→ WHAT YOU SHOULD DO
Each entry is to be transcribed exactly, with nothing added or dropped.

→ Collected data entries
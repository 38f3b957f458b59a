//! Temp-file-then-rename replacement of whole files.

use std::io::{self, Write};

use camino::Utf8Path;
use cap_std::fs_utf8;

use crate::open_dir_and_file;

/// Contents written to `<file_name>.tmp` beside the target, not yet renamed
/// into place.
///
/// Dropping a `StagedWrite` without calling [`StagedWrite::commit`] removes
/// the temp file and leaves the target untouched.
#[derive(Debug)]
pub struct StagedWrite {
    dir: fs_utf8::Dir,
    temp_name: String,
    target_name: String,
    committed: bool,
}

/// Write `contents` to a sibling temp file of `path`, flushed to disk.
pub fn stage_write(path: &Utf8Path, contents: &[u8]) -> io::Result<StagedWrite> {
    let (dir, target_name) = open_dir_and_file(path)?;
    let temp_name = format!("{target_name}.tmp");
    let mut file = dir.create(temp_name.as_str())?;
    file.write_all(contents)?;
    file.sync_all()?;
    Ok(StagedWrite {
        dir,
        temp_name,
        target_name,
        committed: false,
    })
}

/// Replace `path` with `contents` atomically.
///
/// # Examples
///
/// ```no_run
/// use camino::Utf8Path;
///
/// herald_fs::write_atomic(Utf8Path::new("data/status.json"), b"[]\n")?;
/// # Ok::<(), std::io::Error>(())
/// ```
pub fn write_atomic(path: &Utf8Path, contents: &[u8]) -> io::Result<()> {
    stage_write(path, contents)?.commit()
}

impl StagedWrite {
    /// File name of the temp file inside the target's directory.
    #[must_use]
    pub fn temp_name(&self) -> &str {
        &self.temp_name
    }

    /// Rename the temp file over the target.
    pub fn commit(mut self) -> io::Result<()> {
        self.dir
            .rename(self.temp_name.as_str(), &self.dir, self.target_name.as_str())?;
        self.committed = true;
        Ok(())
    }
}

impl Drop for StagedWrite {
    fn drop(&mut self) {
        if !self.committed {
            // A leftover temp file is overwritten by the next staged write.
            self.dir.remove_file(self.temp_name.as_str()).ok();
        }
    }
}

→ SOLUTION TO THIS EXERCISE
repository 38f3b957f458b59a
//! Temp-file-then-rename replacement of whole files.

use std::io::{self, Write};

use camino::Utf8Path;
use cap_std::fs_utf8;

use crate::open_dir_and_file;

/// Contents written to `<file_name>.tmp` beside the target, not yet renamed
/// into place.
///
/// Dropping a `StagedWrite` without calling [`StagedWrite::commit`] removes
/// the temp file and leaves the target untouched.
#[derive(Debug)]
pub struct StagedWrite {
    dir: fs_utf8::Dir,
    temp_name: String,
    target_name: String,
    committed: bool,
}

/// Write `contents` to a sibling temp file of `path`, flushed to disk.
pub fn stage_write(path: &Utf8Path, contents: &[u8]) -> io::Result<StagedWrite> {
    let (dir, target_name) = open_dir_and_file(path)?;
    let temp_name = format!("{target_name}.tmp");
    let mut file = dir.create(temp_name.as_str())?;
    file.write_all(contents)?;
    file.sync_all()?;
    Ok(StagedWrite {
        dir,
        temp_name,
        target_name,
        committed: false,
    })
}

/// Replace `path` with `contents` atomically.
///
/// # Examples
///
/// ```no_run
/// use camino::Utf8Path;
///
/// herald_fs::write_atomic(Utf8Path::new("data/status.json"), b"[]\n")?;
/// # Ok::<(), std::io::Error>(())
/// ```
pub fn write_atomic(path: &Utf8Path, contents: &[u8]) -> io::Result<()> {
    stage_write(path, contents)?.commit()
}

impl StagedWrite {
    /// File name of the temp file inside the target's directory.
    #[must_use]
    pub fn temp_name(&self) -> &str {
        &self.temp_name
    }

    /// Rename the temp file over the target.
    pub fn commit(mut self) -> io::Result<()> {
        self.dir
            .rename(self.temp_name.as_str(), &self.dir, self.target_name.as_str())?;
        self.committed = true;
        Ok(())
    }
}

impl Drop for StagedWrite {
    fn drop(&mut self) {
        if !self.committed {
            // A leftover temp file is overwritten by the next staged write.
            self.dir.remove_file(self.temp_name.as_str()).ok();
        }
    }
}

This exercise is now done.